DIRECTIONS FOR THIS TASK —
If a line below contains "bool", count it. Report the final total and nothing more.

RECORDS FOR THE TASK —
★ ★ ★ ★ ★ ★ ★
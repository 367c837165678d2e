//! JSON output specs
//!
//! `--output json` prints one array holding every tree. Nodes are tagged
//! with a `type` field; simple commands omit absent redirections.

use crate::prelude::*;

fn json(input: &str) -> serde_json::Value {
    let stdout = cli()
        .args(&["-o", "json"])
        .stdin(input)
        .passes()
        .stdout();
    serde_json::from_str(&stdout).unwrap()
}

#[test]
fn simple_command_shape() {
    cli()
        .args(&["--output", "json"])
        .stdin("cat < in.txt")
        .passes()
        .stdout_eq(
            r#"[
  {
    "type": "simple",
    "words": [
      "cat"
    ],
    "input": "in.txt"
  }
]
"#,
        );
}

#[test]
fn pipe_binds_tighter_than_and() {
    let trees = json("a | b && c");
    let tree = &trees[0];
    assert_eq!(tree["type"], "and");
    assert_eq!(tree["left"]["type"], "pipe");
    assert_eq!(tree["left"]["left"]["words"][0], "a");
    assert_eq!(tree["left"]["right"]["words"][0], "b");
    assert_eq!(tree["right"]["words"][0], "c");
}

#[test]
fn and_or_associate_left() {
    let trees = json("a || b && c");
    let tree = &trees[0];
    assert_eq!(tree["type"], "and");
    assert_eq!(tree["left"]["type"], "or");
    assert_eq!(tree["right"]["words"][0], "c");
}

#[test]
fn sequence_binds_loosest() {
    let trees = json("a ; b | c\nd");
    let tree = &trees[0];
    assert_eq!(tree["type"], "sequence");
    assert_eq!(tree["left"]["type"], "sequence");
    assert_eq!(tree["left"]["right"]["type"], "pipe");
    assert_eq!(tree["right"]["words"][0], "d");
}

#[test]
fn subshell_wraps_its_body() {
    let trees = json("(a ; b) | c");
    let tree = &trees[0];
    assert_eq!(tree["type"], "pipe");
    assert_eq!(tree["left"]["type"], "subshell");
    assert_eq!(tree["left"]["body"]["type"], "sequence");
}

#[test]
fn one_element_per_statement_list() {
    let trees = json("a\n\nb\n\n\n\nc > out");
    let trees = trees.as_array().unwrap();
    assert_eq!(trees.len(), 3);
    assert_eq!(trees[2]["output"], "out");
    assert!(trees[0].get("output").is_none());
}
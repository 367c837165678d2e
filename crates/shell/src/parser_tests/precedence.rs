// SPDX-License-Identifier: BUSL-1.1
// Copyright (c) 2026 Alfred Jean LLC

use super::PendingList;
use crate::ast::{Command, Operator};
use crate::parse_error::ParseError;
use crate::span::Span;

fn leaf(name: &str) -> Command {
    Command::simple([name])
}

#[test]
fn single_operand_finishes_as_itself() {
    let mut list = PendingList::new();
    list.push_operand(leaf("a"));
    assert_eq!(list.finish(Span::empty(0)).unwrap(), leaf("a"));
}

#[test]
fn equal_tier_reduces_before_push() {
    let mut list = PendingList::new();
    list.push_operand(leaf("a"));
    list.push_operator(Operator::And, Span::empty(0)).unwrap();
    list.push_operand(leaf("b"));
    list.push_operator(Operator::Or, Span::empty(0)).unwrap();
    assert_eq!(list.operators.len(), 1);
    assert_eq!(list.operands.len(), 1);

    list.push_operand(leaf("c"));
    let tree = list.finish(Span::empty(0)).unwrap();
    let expected = Command::binary(
        Operator::Or,
        Command::binary(Operator::And, leaf("a"), leaf("b")),
        leaf("c"),
    );
    assert_eq!(tree, expected);
}

#[test]
fn tighter_operator_waits_on_stack() {
    let mut list = PendingList::new();
    list.push_operand(leaf("a"));
    list.push_operator(Operator::Sequence, Span::empty(0)).unwrap();
    list.push_operand(leaf("b"));
    list.push_operator(Operator::Pipe, Span::empty(0)).unwrap();
    assert_eq!(list.operators.len(), 2);
    assert_eq!(list.operands.len(), 2);
}

#[test]
fn operator_without_operands_is_fatal() {
    let mut list = PendingList::new();
    list.push_operand(leaf("a"));
    list.push_operator(Operator::Pipe, Span::at(2)).unwrap();
    list.push_operator(Operator::And, Span::at(5)).unwrap_err();

    let mut list = PendingList::new();
    list.push_operand(leaf("a"));
    list.push_operator(Operator::Pipe, Span::at(2)).unwrap();
    assert_eq!(
        list.finish(Span::at(3)),
        Err(ParseError::MissingOperand {
            operator: Operator::Pipe,
            span: Span::at(3),
        })
    );
}

#[test]
fn leftover_operands_are_unbalanced() {
    let mut list = PendingList::new();
    list.push_operand(leaf("a"));
    list.push_operand(leaf("b"));
    assert_eq!(
        list.finish(Span::empty(3)),
        Err(ParseError::Unbalanced {
            operands: 2,
            operators: 0,
            span: Span::empty(3),
        })
    );
}

#[test]
fn empty_list_is_unbalanced() {
    let list = PendingList::new();
    assert!(matches!(
        list.finish(Span::empty(0)),
        Err(ParseError::Unbalanced { operands: 0, .. })
    ));
}
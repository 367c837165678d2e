// SPDX-License-Identifier: BUSL-1.1
// Copyright (c) 2026 Alfred Jean LLC

//! Syntax errors and where they are reported.

use crate::ast::RedirectKind;
use crate::parse_error::ParseError;
use crate::parser::Parser;
use crate::span::Span;

fn parse_err(input: &str) -> ParseError {
    match Parser::parse(input) {
        Ok(trees) => panic!("expected error for {input:?}, got {trees:?}"),
        Err(e) => e,
    }
}

#[yare::parameterized(
    and_at_end        = { "a &&", 4 },
    or_at_end         = { "a ||", 4 },
    pipe_at_end       = { "a |", 3 },
    semicolon_at_end  = { "a ; ", 4 },
    open_paren_only   = { "(", 1 },
    operator_at_eol   = { "a &&\n\n", 6 },
)]
fn missing_operand_at_end(input: &str, pos: usize) {
    let err = parse_err(input);
    assert!(
        matches!(err, ParseError::UnexpectedEof { .. }),
        "got {err:?}"
    );
    assert_eq!(err.span(), Span::empty(pos));
}

#[yare::parameterized(
    double_pipe_gap  = { "a | | b", '|', 4 },
    leading_pipe     = { "| a", '|', 0 },
    leading_and      = { "&& a", '&', 0 },
    single_amp       = { "a & b", ' ', 3 },
    empty_subshell   = { "()", ')', 1 },
    tab_separator    = { "a\tb", '\t', 1 },
    dollar           = { "echo $HOME", '$', 5 },
    quote            = { "echo 'x'", '\'', 5 },
    word_after_paren = { "(a) b", 'b', 4 },
    redirect_paren   = { "(a) > out", '>', 4 },
    newline_close    = { "(a\n)", ')', 3 },
)]
fn unexpected_characters(input: &str, found: char, pos: usize) {
    match parse_err(input) {
        ParseError::UnexpectedChar {
            found: actual,
            span,
            ..
        } => {
            assert_eq!(actual, found);
            assert_eq!(span, Span::at(pos));
        }
        other => panic!("expected UnexpectedChar, got {other:?}"),
    }
}

#[test]
fn unclosed_subshell() {
    assert_eq!(
        parse_err("(a"),
        ParseError::UnterminatedSubshell {
            span: Span::empty(2)
        }
    );
    assert_eq!(
        parse_err("(a | (b)"),
        ParseError::UnterminatedSubshell {
            span: Span::empty(8)
        }
    );
}

#[test]
fn blank_line_inside_subshell() {
    assert_eq!(
        parse_err("(a\n\nb)"),
        ParseError::UnterminatedSubshell { span: Span::at(3) }
    );
}

#[test]
fn close_paren_at_top_level() {
    assert_eq!(
        parse_err("a)"),
        ParseError::UnexpectedCloseParen { span: Span::at(1) }
    );
    assert_eq!(
        parse_err("(a))"),
        ParseError::UnexpectedCloseParen { span: Span::at(3) }
    );
}

#[yare::parameterized(
    input_at_eof      = { "a <", RedirectKind::Input, Span::empty(3) },
    input_then_space  = { "a < ", RedirectKind::Input, Span::empty(4) },
    output_at_eof     = { "a >", RedirectKind::Output, Span::empty(3) },
    output_before_op  = { "a > | b", RedirectKind::Output, Span::at(4) },
    input_before_nl   = { "a <\nb", RedirectKind::Input, Span::at(3) },
    output_comment    = { "a > # out", RedirectKind::Output, Span::empty(9) },
)]
fn missing_redirect_target(input: &str, kind: RedirectKind, span: Span) {
    assert_eq!(
        parse_err(input),
        ParseError::MissingRedirectTarget { kind, span }
    );
}

#[yare::parameterized(
    input_first  = { "< in a", RedirectKind::Input, 0 },
    output_first = { "  > out a", RedirectKind::Output, 2 },
    after_pipe   = { "a | <in b", RedirectKind::Input, 4 },
)]
fn redirection_before_command(input: &str, kind: RedirectKind, pos: usize) {
    assert_eq!(
        parse_err(input),
        ParseError::RedirectionBeforeCommand {
            kind,
            span: Span::at(pos)
        }
    );
}

#[test]
fn error_in_later_statement_list_aborts() {
    let err = parse_err("a\n\nb |");
    assert!(matches!(err, ParseError::UnexpectedEof { .. }));
}

#[test]
fn messages() {
    assert_eq!(
        parse_err("a | | b").to_string(),
        "unexpected '|', expected a command or '('"
    );
    assert_eq!(
        parse_err("a <").to_string(),
        "missing input file name after '<'"
    );
    assert_eq!(
        parse_err("> x").to_string(),
        "output redirection before command"
    );
    assert_eq!(parse_err("a)").to_string(), "unmatched ')'");
    assert_eq!(
        parse_err("a &&").to_string(),
        "unexpected end of input, expected a command or '('"
    );
}

#[test]
fn diagnostic_points_at_line() {
    let input = "a\n\nb | | c";
    let diag = parse_err(input).diagnostic(input);
    assert!(diag.contains("line 3, column 5"), "{diag}");
    assert!(diag.contains("  3 | b | | c"), "{diag}");
}

#[test]
fn context_snippet_marks_error() {
    let input = "a | | b";
    assert_eq!(parse_err(input).context(input, 20), "a | | b\n    ^");
}

#[test]
fn lone_ampersand_consumes_following_newline() {
    assert_eq!(
        parse_err("a &\nb"),
        ParseError::UnexpectedChar {
            found: '\n',
            expected: "'&&'".to_string(),
            span: Span::empty(4),
        }
    );
    assert_eq!(
        parse_err("a &").span(),
        Span::empty(3),
        "nothing to consume at end of input"
    );
}

#[test]
fn non_ascii_character_is_reported_whole() {
    let err = parse_err("echo é");
    assert_eq!(
        err,
        ParseError::UnexpectedChar {
            found: 'é',
            expected: "an operator, newline, or end of input".to_string(),
            span: Span::at(5),
        }
    );
    assert_eq!(
        err.to_string(),
        "unexpected 'é', expected an operator, newline, or end of input"
    );
}

#[test]
fn invalid_utf8_byte_is_reported_in_hex() {
    let err = Parser::new(b"a \xff b").next_statement_list().unwrap_err();
    assert_eq!(
        err,
        ParseError::InvalidByte {
            byte: 0xff,
            expected: "an operator, newline, or end of input".to_string(),
            span: Span::at(2),
        }
    );
    assert_eq!(
        err.to_string(),
        "unexpected byte 0xff, expected an operator, newline, or end of input"
    );
}

#[test]
fn subshell_nesting_is_bounded() {
    use crate::parser::MAX_SUBSHELL_NESTING;

    let nested = |depth: usize| format!("{}a{}", "(".repeat(depth), ")".repeat(depth));

    let trees = Parser::parse(&nested(MAX_SUBSHELL_NESTING)).unwrap();
    assert_eq!(trees[0].max_nesting_depth(), MAX_SUBSHELL_NESTING);

    assert_eq!(
        parse_err(&nested(MAX_SUBSHELL_NESTING + 1)),
        ParseError::NestingTooDeep {
            limit: MAX_SUBSHELL_NESTING,
            span: Span::at(MAX_SUBSHELL_NESTING),
        }
    );
}
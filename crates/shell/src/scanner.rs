// SPDX-License-Identifier: BUSL-1.1
// Copyright (c) 2026 Alfred Jean LLC

//! Byte cursor and word scanner.
//!
//! The scanner works directly on the slurped input. A word is a maximal run
//! of characters from a fixed whitelist; everything else (spaces, operators,
//! parentheses, newlines) is left for the parser to inspect.

use crate::span::{line_at, Span};

/// Returns true for bytes that may appear inside a word.
///
/// ASCII letters and digits plus `! % + , - . / : @ ^ _`.
#[inline]
pub fn is_word_char(b: u8) -> bool {
    b.is_ascii_alphanumeric()
        || matches!(
            b,
            b'!' | b'%' | b'+' | b',' | b'-' | b'.' | b'/' | b':' | b'@' | b'^' | b'_'
        )
}

/// A monotonically advancing position in the input buffer.
///
/// Recursive subshell parses borrow the same cursor mutably, so the caller
/// resumes exactly where the nested parse stopped.
#[derive(Debug, Clone)]
pub struct Cursor<'a> {
    text: &'a [u8],
    pos: usize,
}

impl<'a> Cursor<'a> {
    /// Create a cursor at the start of `text`.
    ///
    /// A NUL byte terminates the input; anything after it is never scanned.
    pub fn new(text: &'a [u8]) -> Self {
        let end = text.iter().position(|&b| b == 0).unwrap_or(text.len());
        Self {
            text: &text[..end],
            pos: 0,
        }
    }

    /// Current byte offset.
    #[inline]
    pub fn pos(&self) -> usize {
        self.pos
    }

    /// The scanned input, excluding anything past a NUL terminator.
    #[inline]
    pub fn text(&self) -> &'a [u8] {
        self.text
    }

    /// 1-based line of the current position.
    pub fn line(&self) -> usize {
        line_at(self.text, self.pos)
    }

    /// One-byte span at the current position (empty at end of input).
    pub fn span_here(&self) -> Span {
        if self.at_end() {
            Span::empty(self.pos)
        } else {
            Span::at(self.pos)
        }
    }

    #[inline]
    pub fn at_end(&self) -> bool {
        self.pos >= self.text.len()
    }

    /// The byte at the cursor, or `None` at end of input.
    #[inline]
    pub fn peek(&self) -> Option<u8> {
        self.text.get(self.pos).copied()
    }

    /// The character starting at the cursor.
    ///
    /// `Err` carries the byte when it does not begin a valid UTF-8 sequence.
    pub fn peek_char(&self) -> Option<Result<char, u8>> {
        let rest = self.text.get(self.pos..)?;
        let first = *rest.first()?;
        let head = rest.get(..rest.len().min(4)).unwrap_or(rest);
        let valid = match std::str::from_utf8(head) {
            Ok(s) => s,
            Err(e) => std::str::from_utf8(&head[..e.valid_up_to()]).unwrap_or_default(),
        };
        Some(valid.chars().next().ok_or(first))
    }

    /// The byte after the cursor.
    #[inline]
    pub fn peek_next(&self) -> Option<u8> {
        self.text.get(self.pos + 1).copied()
    }

    /// Consume and return the byte at the cursor.
    #[inline]
    pub fn bump(&mut self) -> Option<u8> {
        let b = self.peek()?;
        self.pos += 1;
        Some(b)
    }

    /// Consume the byte at the cursor if it equals `expected`.
    #[inline]
    pub fn eat(&mut self, expected: u8) -> bool {
        if self.peek() == Some(expected) {
            self.pos += 1;
            true
        } else {
            false
        }
    }

    /// Skip space characters. Tabs are not spaces.
    pub fn skip_spaces(&mut self) {
        while self.peek() == Some(b' ') {
            self.pos += 1;
        }
    }

    /// If positioned on `#`, skip to the end of the line.
    ///
    /// The terminating newline is not consumed. Returns true if a comment
    /// was skipped.
    pub fn skip_comment(&mut self) -> bool {
        if self.peek() != Some(b'#') {
            return false;
        }
        while let Some(b) = self.peek() {
            if b == b'\n' {
                break;
            }
            self.pos += 1;
        }
        true
    }

    /// Skip spaces, newlines and whole comment lines.
    pub fn skip_blank(&mut self) {
        loop {
            match self.peek() {
                Some(b' ' | b'\n') => self.pos += 1,
                Some(b'#') => {
                    self.skip_comment();
                }
                _ => break,
            }
        }
    }

    /// Scan one word into `out`, returning the number of bytes appended.
    ///
    /// Leading spaces are skipped. A `#` where the word would start is a
    /// comment: the rest of the line is consumed and nothing is appended.
    /// Zero means no word starts here; the cursor is left on whatever byte
    /// stopped the scan.
    pub fn scan_word(&mut self, out: &mut String) -> usize {
        self.skip_spaces();
        if self.skip_comment() {
            return 0;
        }

        let start = self.pos;
        while self.peek().is_some_and(is_word_char) {
            self.pos += 1;
        }
        // Word bytes are ASCII by construction.
        out.extend(self.text[start..self.pos].iter().map(|&b| char::from(b)));
        self.pos - start
    }
}

#[cfg(test)]
#[path = "scanner_tests.rs"]
mod tests;
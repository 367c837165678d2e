// SPDX-License-Identifier: BUSL-1.1
// Copyright (c) 2026 Alfred Jean LLC

//! Parser error types.

use crate::ast::{Operator, RedirectKind};
use crate::span::{context_snippet, diagnostic_context, Span};
use thiserror::Error;

/// Syntax errors raised while building a command tree.
///
/// Every variant carries the span of the byte where the problem was
/// detected; at end of input the span is empty. Any syntax error aborts the
/// whole parse.
///
/// # Examples
///
/// ```
/// use cmdstream_shell::{Parser, ParseError};
///
/// let result = Parser::parse("a &&");
/// assert!(matches!(result, Err(ParseError::UnexpectedEof { .. })));
///
/// let result = Parser::parse("a | | b");
/// assert!(matches!(result, Err(ParseError::UnexpectedChar { found: '|', .. })));
/// ```
#[derive(Debug, Error, Clone, PartialEq, Eq)]
pub enum ParseError {
    /// A byte that does not fit the grammar at this point.
    #[error("unexpected {found:?}, expected {expected}")]
    UnexpectedChar {
        /// The offending character.
        found: char,
        /// Description of what was expected.
        expected: String,
        /// Source location of the character.
        span: Span,
    },

    /// A byte that does not start a valid UTF-8 character.
    #[error("unexpected byte 0x{byte:02x}, expected {expected}")]
    InvalidByte {
        byte: u8,
        expected: String,
        span: Span,
    },

    /// Input ended where more was required.
    #[error("unexpected end of input, expected {expected}")]
    UnexpectedEof {
        /// Description of what was expected.
        expected: String,
        /// Empty span at the end of input.
        span: Span,
    },

    /// `)` outside of any subshell.
    #[error("unmatched ')'")]
    UnexpectedCloseParen { span: Span },

    /// A subshell body ended with a blank line or end of input instead of `)`.
    #[error("subshell not closed, expected ')'")]
    UnterminatedSubshell { span: Span },

    /// `<` or `>` before the first word of a command.
    #[error("{kind} redirection before command")]
    RedirectionBeforeCommand { kind: RedirectKind, span: Span },

    /// `<` or `>` without a file name after it.
    #[error("missing {kind} file name after '{}'", kind.symbol())]
    MissingRedirectTarget { kind: RedirectKind, span: Span },

    /// Subshells nested deeper than the parser accepts.
    #[error("subshells nested more than {limit} deep")]
    NestingTooDeep { limit: usize, span: Span },

    /// An operator was reduced with fewer than two operands on the stack.
    #[error("operator '{operator}' is missing an operand")]
    MissingOperand { operator: Operator, span: Span },

    /// The operand and operator stacks did not collapse to one command.
    #[error("unbalanced command list ({operands} operands, {operators} operators left)")]
    Unbalanced {
        operands: usize,
        operators: usize,
        span: Span,
    },
}

impl ParseError {
    /// The span where the error was detected.
    pub fn span(&self) -> Span {
        match self {
            ParseError::UnexpectedChar { span, .. }
            | ParseError::UnexpectedEof { span, .. }
            | ParseError::UnexpectedCloseParen { span }
            | ParseError::UnterminatedSubshell { span }
            | ParseError::RedirectionBeforeCommand { span, .. }
            | ParseError::MissingRedirectTarget { span, .. }
            | ParseError::InvalidByte { span, .. }
            | ParseError::NestingTooDeep { span, .. }
            | ParseError::MissingOperand { span, .. }
            | ParseError::Unbalanced { span, .. } => *span,
        }
    }

    /// Generate a context snippet showing where the error occurred.
    ///
    /// ```text
    /// a | | b
    ///     ^
    /// ```
    pub fn context(&self, input: &str, context_chars: usize) -> String {
        context_snippet(input, self.span(), context_chars)
    }

    /// Generate a rich diagnostic with line/column info.
    pub fn diagnostic(&self, input: &str) -> String {
        diagnostic_context(input, self.span(), &self.to_string())
    }
}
★ ★ ★ ★ ★ ★ ★
PROBLEM SOLUTION —
4